### Entries shown ###
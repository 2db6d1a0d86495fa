//! Integration tests for the resource clients' wire formats.

mod common;

use axum::http::Method;
use common::MockBackend;
use lmnop_client::{
    Account, AccountFamily, CourseForm, Credentials, EnrollmentStatus, ImageFormat, ImageUpload,
    Quiz, Role, SupportMessage,
};
use serde_json::json;

const ENROLLMENT: &str = r#"{
    "id": 11,
    "courseTitle": "Web Dev",
    "studentFirstName": "Ada",
    "studentLastName": "Lovelace",
    "status": "PENDING",
    "enrollmentDate": "2025-03-01T09:30:00"
}"#;

// ============================================================================
// Accounts
// ============================================================================

/// Tests that login stores the portal's role and the returned token.
#[tokio::test]
async fn test_login_stamps_portal_role() {
    let backend = MockBackend::start().await;
    backend.respond(
        Method::POST,
        "/admins/login",
        200,
        r#"{"token":"adm-1","id":1,"firstName":"Grace","lastName":"Hopper","email":"grace@example.com"}"#,
    );
    let (ctx, _) = backend.context("/login");

    let identity = ctx
        .login(
            AccountFamily::Admins,
            &Credentials::new("grace@example.com", "secret1"),
        )
        .await
        .expect("login failed");

    assert_eq!(identity.role, Role::Admin);
    assert_eq!(identity.full_name(), "Grace Hopper");
    assert_eq!(
        backend.last_request().json(),
        json!({"email": "grace@example.com", "password": "secret1"})
    );

    let session = ctx.session().load().expect("session missing");
    assert_eq!(session.credential, "adm-1");
    assert!(ctx.session().has_role(Role::Admin));
}

/// Tests the account verbs of both families.
#[tokio::test]
async fn test_account_paths_follow_family() {
    let backend = MockBackend::start().await;
    backend.respond(Method::GET, "/customers/read/5", 200, r#"{"id":5,"firstName":"A","lastName":"B","email":"a@b.co"}"#);
    backend.respond(Method::PUT, "/admins/update", 200, r#"{"id":2,"firstName":"C","lastName":"D","email":"c@d.co"}"#);
    backend.respond(Method::GET, "/customers/profile", 200, r#"{"id":5,"firstName":"A","lastName":"B","email":"a@b.co"}"#);
    let (ctx, _) = backend.context("/admin/users");

    let account = ctx.customers().read(5).await.expect("read failed");
    assert_eq!(account.id, Some(5));
    assert_eq!(account.password, None);

    let update = Account {
        id: Some(2),
        first_name: "C".to_string(),
        last_name: "D".to_string(),
        email: "c@d.co".to_string(),
        password: None,
    };
    ctx.admins().update(&update).await.expect("update failed");
    let body = backend.last_request().json();
    assert_eq!(body["firstName"], "C");
    assert!(body.get("password").is_none());

    ctx.accounts(AccountFamily::Admins)
        .delete(2)
        .await
        .expect("delete failed");
    let request = backend.last_request();
    assert_eq!(request.method, Method::DELETE);
    assert_eq!(request.path, "/admins/delete/2");

    ctx.customers().profile().await.expect("profile failed");
    assert_eq!(backend.last_request().path, "/customers/profile");
}

// ============================================================================
// Courses
// ============================================================================

/// Tests that course creation is a multipart form with the image part.
#[tokio::test]
async fn test_course_create_sends_multipart_form() {
    let backend = MockBackend::start().await;
    backend.respond(
        Method::POST,
        "/courses/create",
        200,
        r#"{"id":8,"title":"Rust","description":"Ownership"}"#,
    );
    let (ctx, _) = backend.context("/");

    let form = CourseForm::create("Rust", "Ownership").with_image(ImageUpload::new(
        "logo.png",
        ImageFormat::Png,
        vec![0x89, b'P', b'N', b'G'],
    ));
    let course = ctx.courses().create(&form).await.expect("create failed");

    assert_eq!(course.id, 8);
    let request = backend.last_request();
    let content_type = request
        .headers
        .get("content-type")
        .and_then(|v| v.to_str().ok())
        .unwrap_or_default()
        .to_string();
    assert!(content_type.starts_with("multipart/form-data"), "{content_type}");

    let body = request.text();
    assert!(body.contains(r#"name="title""#));
    assert!(body.contains("Rust"));
    assert!(body.contains(r#"name="description""#));
    assert!(body.contains(r#"name="image"; filename="logo.png""#));
    assert!(body.contains("image/png"));
    assert!(!body.contains(r#"name="id""#));
}

/// Tests that course update sends the id and may omit the image.
#[tokio::test]
async fn test_course_update_without_image() {
    let backend = MockBackend::start().await;
    backend.respond(
        Method::PUT,
        "/courses/update",
        200,
        r#"{"id":8,"title":"Rust 2","description":"Borrowing"}"#,
    );
    let (ctx, _) = backend.context("/course/update/8");

    ctx.courses()
        .update(&CourseForm::update(8, "Rust 2", "Borrowing"))
        .await
        .expect("update failed");

    let body = backend.last_request().text();
    assert!(body.contains(r#"name="id""#));
    assert!(body.contains("Borrowing"));
    assert!(!body.contains(r#"name="image""#));
}

/// Tests that the image address is pure and stable.
#[tokio::test]
async fn test_image_url_is_deterministic_and_offline() {
    let backend = MockBackend::start().await;
    let (ctx, _) = backend.context("/courses");

    let first = ctx.courses().image_url(42);
    let second = ctx.courses().image_url(42);

    assert_eq!(first, second);
    assert_eq!(first, format!("{}/courses/media/42", backend.base_url));
    assert!(backend.requests().is_empty());
}

// ============================================================================
// Enrollments
// ============================================================================

/// Tests that enrollment submits exactly the name triple.
#[tokio::test]
async fn test_enroll_submits_exact_triple() {
    let backend = MockBackend::start().await;
    backend.respond(Method::POST, "/api/enrollments/enroll", 200, ENROLLMENT);
    let (ctx, _) = backend.context("/enroll");

    let enrollment = ctx
        .enrollments()
        .enroll("Web Dev", "Ada", "Lovelace")
        .await
        .expect("enroll failed");

    assert!(enrollment.is_pending());
    assert_eq!(
        backend.last_request().json(),
        json!({"courseName": "Web Dev", "firstName": "Ada", "lastName": "Lovelace"})
    );
}

/// Tests the admin transitions and the status body.
#[tokio::test]
async fn test_enrollment_transitions() {
    let backend = MockBackend::start().await;
    for verb in ["approve", "reject", "reset", "status"] {
        backend.respond(Method::PUT, &format!("/api/enrollments/11/{verb}"), 200, ENROLLMENT);
    }
    let (ctx, _) = backend.context("/");
    let client = ctx.enrollments();

    client.approve(11).await.expect("approve failed");
    assert_eq!(backend.last_request().path, "/api/enrollments/11/approve");
    client.reject(11).await.expect("reject failed");
    assert_eq!(backend.last_request().path, "/api/enrollments/11/reject");
    client.reset(11).await.expect("reset failed");
    assert_eq!(backend.last_request().method, Method::PUT);

    client
        .set_status(11, EnrollmentStatus::Approved)
        .await
        .expect("set_status failed");
    assert_eq!(backend.last_request().json(), json!({"status": "APPROVED"}));
}

/// Tests the filtered listings.
#[tokio::test]
async fn test_enrollment_filters() {
    let backend = MockBackend::start().await;
    let list = format!("[{ENROLLMENT}]");
    backend.respond(Method::GET, "/api/enrollments/status/PENDING", 200, &list);
    backend.respond(Method::GET, "/api/enrollments/student/3", 200, &list);
    backend.respond(Method::GET, "/api/enrollments/course/9", 200, "[]");
    let (ctx, _) = backend.context("/");
    let client = ctx.enrollments();

    let pending = client
        .by_status(EnrollmentStatus::Pending)
        .await
        .expect("by_status failed");
    assert_eq!(pending.len(), 1);
    assert_eq!(pending[0].student_name(), "Ada Lovelace");

    assert_eq!(client.by_student(3).await.expect("by_student failed").len(), 1);
    assert!(client.by_course(9).await.expect("by_course failed").is_empty());
}

// ============================================================================
// Quizzes and support
// ============================================================================

/// Tests that unmodelled quiz fields survive a round trip through update.
#[tokio::test]
async fn test_quiz_update_preserves_unknown_fields() {
    let backend = MockBackend::start().await;
    backend.respond(
        Method::GET,
        "/quizzes/read/2",
        200,
        r#"{"id":2,"title":"Web Development","questions":[],"timeLimit":600}"#,
    );
    backend.respond(Method::PUT, "/quizzes/update", 200, r#"{"id":2}"#);
    let (ctx, _) = backend.context("/quizzes");

    let quiz: Quiz = ctx.quizzes().read(2).await.expect("read failed");
    ctx.quizzes().update(&quiz).await.expect("update failed");

    assert_eq!(backend.last_request().json()["timeLimit"], 600);
}

/// Tests the support routes.
#[tokio::test]
async fn test_support_routes() {
    let backend = MockBackend::start().await;
    backend.respond(Method::POST, "/api/contact-support", 200, r#"{"id":1}"#);
    backend.respond(Method::GET, "/api/allSupportMessages", 200, r#"[{"id":1,"message":"Help"}]"#);
    let (ctx, _) = backend.context("/support");

    let message = SupportMessage {
        name: Some("Ada".to_string()),
        email: Some("ada@example.com".to_string()),
        message: Some("Cannot see my course".to_string()),
        ..Default::default()
    };
    ctx.support().contact(&message).await.expect("contact failed");
    assert_eq!(backend.last_request().json()["message"], "Cannot see my course");

    let all = ctx.support().all().await.expect("list failed");
    assert_eq!(all[0].message.as_deref(), Some("Help"));
}

// ============================================================================
// Routes
// ============================================================================

/// Tests the method and path of each remaining resource call.
#[tokio::test]
async fn test_remaining_routes() {
    let routes = [
        (Method::POST, "/customers/register", "{}"),
        (Method::POST, "/admins/register", "{}"),
        (Method::GET, "/customers/all", "[]"),
        (Method::GET, "/admins/all", "[]"),
        (Method::POST, "/quizzes/create", r#"{"id":3}"#),
        (Method::GET, "/quizzes/all", "[]"),
        (Method::DELETE, "/quizzes/delete/3", ""),
        (Method::GET, "/api/read/7", r#"{"id":7,"message":"Help"}"#),
        (Method::POST, "/api/update", r#"{"id":7}"#),
    ];
    let backend = MockBackend::start().await;
    for (method, path, body) in &routes {
        backend.respond(method.clone(), path, 200, body);
    }
    let (ctx, _) = backend.context("/admin/users");

    let account = Account {
        id: None,
        first_name: "Ada".to_string(),
        last_name: "Lovelace".to_string(),
        email: "ada@example.com".to_string(),
        password: Some("secret1".to_string()),
    };
    ctx.customers().register(&account).await.expect("register failed");
    ctx.admins().register(&account).await.expect("admin register failed");
    assert!(ctx.customers().all().await.expect("list failed").is_empty());
    assert!(ctx.admins().all().await.expect("list failed").is_empty());

    let quiz = Quiz {
        title: Some("Networking Fundamentals".to_string()),
        ..Default::default()
    };
    let created = ctx.quizzes().create(&quiz).await.expect("create failed");
    assert_eq!(created.id, Some(3));
    assert!(ctx.quizzes().all().await.expect("list failed").is_empty());
    ctx.quizzes().delete(3).await.expect("delete failed");

    let mut message = ctx.support().read(7).await.expect("read failed");
    assert_eq!(message.message.as_deref(), Some("Help"));
    message.message = Some("Resolved".to_string());
    ctx.support().update(&message).await.expect("update failed");
    assert_eq!(backend.last_request().json()["message"], "Resolved");

    let seen: Vec<(Method, String)> = backend
        .requests()
        .into_iter()
        .map(|r| (r.method, r.path))
        .collect();
    let expected: Vec<(Method, String)> = routes
        .iter()
        .map(|(method, path, _)| (method.clone(), (*path).to_string()))
        .collect();
    assert_eq!(seen, expected);
}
###
• [Exercise goal] The answer should be a single number: how many lines of the entries hold "token".

• [Finished exercise] 2